◆ TASK: Go through the listing below and return each line that includes "offset".

◆ DATA TO EXAMINE:
------------------------------------
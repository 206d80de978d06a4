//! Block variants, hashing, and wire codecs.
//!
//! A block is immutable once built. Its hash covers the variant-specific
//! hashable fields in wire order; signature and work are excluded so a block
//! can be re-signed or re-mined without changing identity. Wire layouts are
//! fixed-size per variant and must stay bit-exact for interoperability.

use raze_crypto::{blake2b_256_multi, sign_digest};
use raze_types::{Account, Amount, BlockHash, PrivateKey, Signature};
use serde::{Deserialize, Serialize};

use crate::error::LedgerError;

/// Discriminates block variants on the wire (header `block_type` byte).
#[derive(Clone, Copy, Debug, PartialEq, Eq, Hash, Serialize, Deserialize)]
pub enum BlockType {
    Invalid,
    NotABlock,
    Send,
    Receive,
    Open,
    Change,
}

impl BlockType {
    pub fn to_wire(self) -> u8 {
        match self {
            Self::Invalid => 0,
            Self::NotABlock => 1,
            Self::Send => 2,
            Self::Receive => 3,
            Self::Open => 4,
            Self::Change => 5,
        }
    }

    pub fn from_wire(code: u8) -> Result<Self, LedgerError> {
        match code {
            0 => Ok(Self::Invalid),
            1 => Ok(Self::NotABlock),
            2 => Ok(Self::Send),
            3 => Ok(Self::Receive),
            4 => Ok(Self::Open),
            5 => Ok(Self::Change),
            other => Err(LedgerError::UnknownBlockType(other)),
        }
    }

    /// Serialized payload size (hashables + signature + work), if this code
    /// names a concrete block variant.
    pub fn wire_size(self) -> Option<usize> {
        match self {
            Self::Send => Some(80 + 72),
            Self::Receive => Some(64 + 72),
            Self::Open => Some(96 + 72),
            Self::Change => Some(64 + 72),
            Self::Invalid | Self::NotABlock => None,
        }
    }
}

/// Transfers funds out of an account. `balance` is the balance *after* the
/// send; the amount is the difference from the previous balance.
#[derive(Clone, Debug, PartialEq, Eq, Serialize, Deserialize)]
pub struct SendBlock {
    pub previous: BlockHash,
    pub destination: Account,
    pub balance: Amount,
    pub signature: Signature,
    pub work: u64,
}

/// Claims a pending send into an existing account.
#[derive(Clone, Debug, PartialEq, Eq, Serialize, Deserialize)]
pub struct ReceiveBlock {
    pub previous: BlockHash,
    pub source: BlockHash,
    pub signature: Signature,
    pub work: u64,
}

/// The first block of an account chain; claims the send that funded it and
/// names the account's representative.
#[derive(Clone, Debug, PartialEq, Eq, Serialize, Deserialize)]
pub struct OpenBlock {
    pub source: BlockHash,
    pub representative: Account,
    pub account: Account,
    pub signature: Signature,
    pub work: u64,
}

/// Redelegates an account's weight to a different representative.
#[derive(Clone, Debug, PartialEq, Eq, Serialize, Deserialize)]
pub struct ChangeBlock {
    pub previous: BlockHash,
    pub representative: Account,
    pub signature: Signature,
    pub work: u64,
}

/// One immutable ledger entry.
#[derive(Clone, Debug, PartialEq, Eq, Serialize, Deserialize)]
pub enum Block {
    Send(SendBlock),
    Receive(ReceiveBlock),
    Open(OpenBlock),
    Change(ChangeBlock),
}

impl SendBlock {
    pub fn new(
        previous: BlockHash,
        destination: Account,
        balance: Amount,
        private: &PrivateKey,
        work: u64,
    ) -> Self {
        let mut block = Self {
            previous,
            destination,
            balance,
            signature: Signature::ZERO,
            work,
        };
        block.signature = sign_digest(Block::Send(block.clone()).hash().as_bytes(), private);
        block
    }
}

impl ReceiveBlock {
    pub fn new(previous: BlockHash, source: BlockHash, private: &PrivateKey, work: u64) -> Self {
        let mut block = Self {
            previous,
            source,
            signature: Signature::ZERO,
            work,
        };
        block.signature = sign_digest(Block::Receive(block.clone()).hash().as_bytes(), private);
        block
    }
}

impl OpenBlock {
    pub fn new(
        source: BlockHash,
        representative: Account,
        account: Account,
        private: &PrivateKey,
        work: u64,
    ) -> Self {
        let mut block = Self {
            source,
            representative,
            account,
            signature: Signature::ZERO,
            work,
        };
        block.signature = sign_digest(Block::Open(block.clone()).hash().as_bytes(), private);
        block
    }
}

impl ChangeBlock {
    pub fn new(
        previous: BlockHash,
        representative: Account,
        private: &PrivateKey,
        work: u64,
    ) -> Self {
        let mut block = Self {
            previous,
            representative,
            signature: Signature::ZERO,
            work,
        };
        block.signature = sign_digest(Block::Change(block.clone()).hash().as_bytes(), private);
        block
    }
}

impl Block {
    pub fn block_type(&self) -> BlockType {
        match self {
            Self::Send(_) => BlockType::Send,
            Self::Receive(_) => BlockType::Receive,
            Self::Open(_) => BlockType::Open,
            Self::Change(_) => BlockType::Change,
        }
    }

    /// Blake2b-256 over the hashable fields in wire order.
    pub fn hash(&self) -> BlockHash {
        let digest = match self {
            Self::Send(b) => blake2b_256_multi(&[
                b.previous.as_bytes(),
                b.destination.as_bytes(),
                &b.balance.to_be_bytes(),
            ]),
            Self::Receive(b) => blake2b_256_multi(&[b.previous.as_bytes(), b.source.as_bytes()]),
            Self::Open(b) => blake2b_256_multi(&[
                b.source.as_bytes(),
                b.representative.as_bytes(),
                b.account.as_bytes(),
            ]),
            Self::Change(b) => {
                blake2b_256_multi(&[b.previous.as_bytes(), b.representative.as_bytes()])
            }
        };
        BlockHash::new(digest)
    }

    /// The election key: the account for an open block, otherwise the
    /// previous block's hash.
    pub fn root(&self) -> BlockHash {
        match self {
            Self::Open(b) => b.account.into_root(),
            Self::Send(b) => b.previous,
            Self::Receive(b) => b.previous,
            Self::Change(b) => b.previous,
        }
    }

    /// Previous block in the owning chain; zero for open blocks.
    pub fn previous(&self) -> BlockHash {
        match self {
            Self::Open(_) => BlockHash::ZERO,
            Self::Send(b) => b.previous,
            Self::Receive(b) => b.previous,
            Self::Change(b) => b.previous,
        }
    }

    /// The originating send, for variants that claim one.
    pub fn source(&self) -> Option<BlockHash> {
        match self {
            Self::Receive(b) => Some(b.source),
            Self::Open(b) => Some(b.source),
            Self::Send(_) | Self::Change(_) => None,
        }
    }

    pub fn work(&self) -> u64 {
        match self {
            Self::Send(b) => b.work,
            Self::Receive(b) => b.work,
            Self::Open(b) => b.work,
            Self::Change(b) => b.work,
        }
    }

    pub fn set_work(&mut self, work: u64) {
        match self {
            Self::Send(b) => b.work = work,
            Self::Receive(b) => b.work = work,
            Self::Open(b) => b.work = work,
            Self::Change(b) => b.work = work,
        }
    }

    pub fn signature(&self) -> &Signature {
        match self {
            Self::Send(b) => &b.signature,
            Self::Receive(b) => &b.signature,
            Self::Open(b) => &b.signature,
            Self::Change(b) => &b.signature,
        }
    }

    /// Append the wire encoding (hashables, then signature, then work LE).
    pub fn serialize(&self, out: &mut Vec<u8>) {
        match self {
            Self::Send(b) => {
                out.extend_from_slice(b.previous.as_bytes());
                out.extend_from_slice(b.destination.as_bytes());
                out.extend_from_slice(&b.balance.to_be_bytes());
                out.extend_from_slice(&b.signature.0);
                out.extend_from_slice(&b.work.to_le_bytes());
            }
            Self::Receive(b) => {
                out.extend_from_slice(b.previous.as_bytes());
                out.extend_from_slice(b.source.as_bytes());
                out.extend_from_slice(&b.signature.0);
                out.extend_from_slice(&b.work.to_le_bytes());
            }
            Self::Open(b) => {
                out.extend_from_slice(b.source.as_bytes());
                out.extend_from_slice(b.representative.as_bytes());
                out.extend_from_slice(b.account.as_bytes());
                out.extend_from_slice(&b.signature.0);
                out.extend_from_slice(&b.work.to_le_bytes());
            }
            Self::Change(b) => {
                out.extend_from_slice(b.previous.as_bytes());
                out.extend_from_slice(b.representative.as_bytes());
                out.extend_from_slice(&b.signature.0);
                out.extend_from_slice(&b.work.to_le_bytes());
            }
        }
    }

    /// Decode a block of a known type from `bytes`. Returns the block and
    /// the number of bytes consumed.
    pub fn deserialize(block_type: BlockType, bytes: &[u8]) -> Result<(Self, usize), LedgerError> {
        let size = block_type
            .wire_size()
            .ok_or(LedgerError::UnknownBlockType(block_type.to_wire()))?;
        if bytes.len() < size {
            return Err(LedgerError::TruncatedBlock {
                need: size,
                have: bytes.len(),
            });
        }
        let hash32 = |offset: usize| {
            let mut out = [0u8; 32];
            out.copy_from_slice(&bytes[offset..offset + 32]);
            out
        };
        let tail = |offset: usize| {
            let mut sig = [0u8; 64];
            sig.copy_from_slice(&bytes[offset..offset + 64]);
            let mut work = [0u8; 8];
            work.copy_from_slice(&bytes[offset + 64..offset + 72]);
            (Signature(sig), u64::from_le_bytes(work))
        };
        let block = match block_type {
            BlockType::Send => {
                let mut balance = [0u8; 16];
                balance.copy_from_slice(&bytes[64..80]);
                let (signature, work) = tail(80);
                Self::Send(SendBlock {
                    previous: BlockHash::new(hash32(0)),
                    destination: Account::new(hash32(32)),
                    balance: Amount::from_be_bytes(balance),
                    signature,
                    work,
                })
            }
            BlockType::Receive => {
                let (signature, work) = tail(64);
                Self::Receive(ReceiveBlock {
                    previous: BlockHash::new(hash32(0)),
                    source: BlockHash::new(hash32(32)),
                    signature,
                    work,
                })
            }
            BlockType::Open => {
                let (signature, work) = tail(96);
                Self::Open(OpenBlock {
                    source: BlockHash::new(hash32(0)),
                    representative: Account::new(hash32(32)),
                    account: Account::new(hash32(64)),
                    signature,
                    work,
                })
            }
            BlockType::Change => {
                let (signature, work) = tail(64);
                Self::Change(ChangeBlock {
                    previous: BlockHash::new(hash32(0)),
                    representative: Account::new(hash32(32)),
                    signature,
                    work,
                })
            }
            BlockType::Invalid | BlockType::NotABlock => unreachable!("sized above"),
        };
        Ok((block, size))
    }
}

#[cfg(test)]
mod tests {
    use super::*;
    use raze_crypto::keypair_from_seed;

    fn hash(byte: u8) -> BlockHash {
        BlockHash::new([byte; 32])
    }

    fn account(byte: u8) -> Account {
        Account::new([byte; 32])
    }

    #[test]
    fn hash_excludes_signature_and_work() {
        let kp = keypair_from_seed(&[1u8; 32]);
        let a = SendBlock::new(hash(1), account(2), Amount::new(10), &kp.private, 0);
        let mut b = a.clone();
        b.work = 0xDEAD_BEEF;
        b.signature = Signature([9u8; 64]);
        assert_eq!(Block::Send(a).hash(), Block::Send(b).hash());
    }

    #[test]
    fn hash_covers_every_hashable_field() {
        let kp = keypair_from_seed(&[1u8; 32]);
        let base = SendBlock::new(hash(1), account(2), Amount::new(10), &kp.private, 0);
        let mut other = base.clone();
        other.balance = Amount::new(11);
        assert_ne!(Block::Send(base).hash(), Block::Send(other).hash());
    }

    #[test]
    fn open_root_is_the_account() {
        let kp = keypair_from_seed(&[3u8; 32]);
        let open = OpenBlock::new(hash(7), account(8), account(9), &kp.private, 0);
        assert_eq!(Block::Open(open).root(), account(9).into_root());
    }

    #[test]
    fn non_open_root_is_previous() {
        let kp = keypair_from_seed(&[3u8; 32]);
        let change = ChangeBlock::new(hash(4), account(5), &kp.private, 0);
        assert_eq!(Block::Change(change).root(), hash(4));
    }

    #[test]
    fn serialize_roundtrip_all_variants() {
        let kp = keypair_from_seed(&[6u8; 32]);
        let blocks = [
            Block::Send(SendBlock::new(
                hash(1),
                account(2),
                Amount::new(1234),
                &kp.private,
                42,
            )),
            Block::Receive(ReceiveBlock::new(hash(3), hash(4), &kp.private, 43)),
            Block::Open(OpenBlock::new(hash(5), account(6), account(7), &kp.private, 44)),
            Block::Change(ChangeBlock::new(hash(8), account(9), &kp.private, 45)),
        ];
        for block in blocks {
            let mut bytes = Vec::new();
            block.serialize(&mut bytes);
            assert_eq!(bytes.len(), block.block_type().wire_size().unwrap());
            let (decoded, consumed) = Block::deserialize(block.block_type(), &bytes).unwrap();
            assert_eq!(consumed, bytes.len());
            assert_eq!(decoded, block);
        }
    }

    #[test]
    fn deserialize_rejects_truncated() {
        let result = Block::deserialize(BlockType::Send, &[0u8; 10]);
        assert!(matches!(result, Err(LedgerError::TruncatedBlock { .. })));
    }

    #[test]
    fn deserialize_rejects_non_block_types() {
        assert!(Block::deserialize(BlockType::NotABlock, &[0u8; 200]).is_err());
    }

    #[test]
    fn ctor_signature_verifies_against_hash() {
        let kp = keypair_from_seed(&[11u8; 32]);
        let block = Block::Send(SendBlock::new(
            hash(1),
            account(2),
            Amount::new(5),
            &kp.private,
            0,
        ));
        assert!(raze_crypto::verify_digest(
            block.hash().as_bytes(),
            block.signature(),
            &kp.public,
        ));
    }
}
------------------------------------
◆ TASK RESULT:
        let hash32 = |offset: usize| {
            out.copy_from_slice(&bytes[offset..offset + 32]);
        let tail = |offset: usize| {
            sig.copy_from_slice(&bytes[offset..offset + 64]);
            work.copy_from_slice(&bytes[offset + 64..offset + 72]);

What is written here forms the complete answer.